Black Bean Soup With Pico De Gallo and Chipotle Creme
Total Steps
5
Ingredients
21
Tools Needed
2
Ingredients
- 0.5 minced white onion
- 4 large tomatoes, diced
- 0.25 cup minced cilantro
- 0.5 jalapeno, diced
- 1 tablespoon fresh lime juice
- salt
- 1 pound dried black beans, rinsed
- 4 cup water
- 0.5 white onion, chopped
- 2 carrots, peeled and chopped
- 3 ounce salted pork
- 1 pound smoked ham hocks
- 2 garlic cloves
- 1.5 teaspoon white pepper
- 1 teaspoon cumin
- 0.5 teaspoon dried oregano
- 1.5 teaspoon salt
- 0.5-1 cup chicken stock(optional)
- 0.25 cup low fat sour cream
- 0.25 greek yogurt
- 0.5 teaspoon chipotles
Instructions
Step 1
In a tall soup pot, combine the beans, water, onion, carrots, salt pork, and ham hocks. Bring the mixture to a boil over high heat, then reduce to a simmer and cook, covered, for 15 minutes.
Step 2
Stir in garlic, white pepper, cumin, oregano, and salt.
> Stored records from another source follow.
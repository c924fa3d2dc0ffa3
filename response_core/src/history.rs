//! History indexing - the adapter between backward-looking template tags
//! and the append-only conversation log.
//!
//! Tags address history 1-based ("the second-to-last turn, first
//! sentence"); this adapter works 0-based from the most recent turn and
//! leaves the 1-based translation to the tag layer.

use conversation::{ConversationHistory, UserId};

use crate::normalize::MANY_WORD_WILDCARD;

/// Read-only view over one user's slice of the conversation log.
pub struct HistoryIndex<'a> {
    history: &'a dyn ConversationHistory,
    user: UserId,
}

impl<'a> HistoryIndex<'a> {
    /// Create an index over one user's history.
    pub fn new(history: &'a dyn ConversationHistory, user: UserId) -> Self {
        Self { history, user }
    }

    /// Number of recorded turns for this user.
    pub fn turn_count(&self) -> usize {
        self.history.count(self.user)
    }

    /// A sentence of what the bot said, `turns_back` turns ago (0 = most
    /// recent). `None` when either offset is out of range.
    pub fn that_sentence(&self, turns_back: usize, sentence: usize) -> Option<String> {
        self.history
            .nth_back(self.user, turns_back)?
            .output_sentence(sentence)
            .map(str::to_string)
    }

    /// A sentence of what the user said, `turns_back` turns ago (0 = most
    /// recent). `None` when either offset is out of range.
    pub fn input_sentence(&self, turns_back: usize, sentence: usize) -> Option<String> {
        self.history
            .nth_back(self.user, turns_back)?
            .input_sentence(sentence)
            .map(str::to_string)
    }

    /// The first sentence of the most recent bot output, or the universal
    /// wildcard when the user has no history yet.
    pub fn latest_that(&self) -> String {
        self.that_sentence(0, 0)
            .unwrap_or_else(|| MANY_WORD_WILDCARD.to_string())
    }

    /// The full raw output of the most recent turn, or the universal
    /// wildcard when the user has no history yet. This feeds the
    /// that-context of the match path, so "no prior utterance" matches
    /// any authored that-pattern.
    pub fn last_output(&self) -> String {
        match self.history.last(self.user) {
            Some(turn) if !turn.output_sentences.is_empty() => turn.raw_output(),
            _ => MANY_WORD_WILDCARD.to_string(),
        }
    }
}

#[cfg(test)]
mod tests {
    use super::*;
    use conversation::{ConversationTurn, InMemoryHistory};

    fn seeded() -> (InMemoryHistory, UserId) {
        let history = InMemoryHistory::new();
        let user = UserId::new();
        history.append(
            user,
            ConversationTurn::new(["WHAT IS YOUR NAME"], ["I am Reni.", "Who are you?"]),
        );
        history.append(
            user,
            ConversationTurn::new(["I AM ALICE", "NICE TO MEET YOU"], ["Hello Alice."]),
        );
        (history, user)
    }

    #[test]
    fn test_that_sentence() {
        let (history, user) = seeded();
        let index = HistoryIndex::new(&history, user);

        assert_eq!(index.that_sentence(0, 0), Some("Hello Alice.".to_string()));
        assert_eq!(index.that_sentence(1, 1), Some("Who are you?".to_string()));
        assert_eq!(index.that_sentence(1, 2), None);
        assert_eq!(index.that_sentence(2, 0), None);
    }

    #[test]
    fn test_input_sentence() {
        let (history, user) = seeded();
        let index = HistoryIndex::new(&history, user);

        assert_eq!(index.input_sentence(0, 1), Some("NICE TO MEET YOU".to_string()));
        assert_eq!(
            index.input_sentence(1, 0),
            Some("WHAT IS YOUR NAME".to_string())
        );
        assert_eq!(index.input_sentence(0, 5), None);
    }

    #[test]
    fn test_last_output() {
        let (history, user) = seeded();
        let index = HistoryIndex::new(&history, user);
        assert_eq!(index.last_output(), "Hello Alice.");
    }

    #[test]
    fn test_latest_that_is_first_sentence() {
        let history = InMemoryHistory::new();
        let user = UserId::new();
        history.append(
            user,
            ConversationTurn::new(["HI"], ["First sentence.", "Second sentence."]),
        );

        let index = HistoryIndex::new(&history, user);
        assert_eq!(index.latest_that(), "First sentence.");
        assert_eq!(index.last_output(), "First sentence. Second sentence.");
    }

    #[test]
    fn test_empty_history_defaults_to_wildcard() {
        let history = InMemoryHistory::new();
        let user = UserId::new();
        let index = HistoryIndex::new(&history, user);

        assert_eq!(index.last_output(), "*");
        assert_eq!(index.latest_that(), "*");
        assert_eq!(index.turn_count(), 0);
        assert_eq!(index.that_sentence(0, 0), None);
    }
}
Continue to simmer, partially covered, stirring occasionally until the beans are very tender, about 1 1/2 to 2 hours.
Step 3
Remove the ham hocks. Remove the meat from the bone, shred the meat, and place it back in the pot.
Step 4
If the soup is too thick, stir in some chicken stock to bring it to your desired consistency.
Step 5
Serve in a bowl, topped with pico de gallo and a dollop of chipotle crème.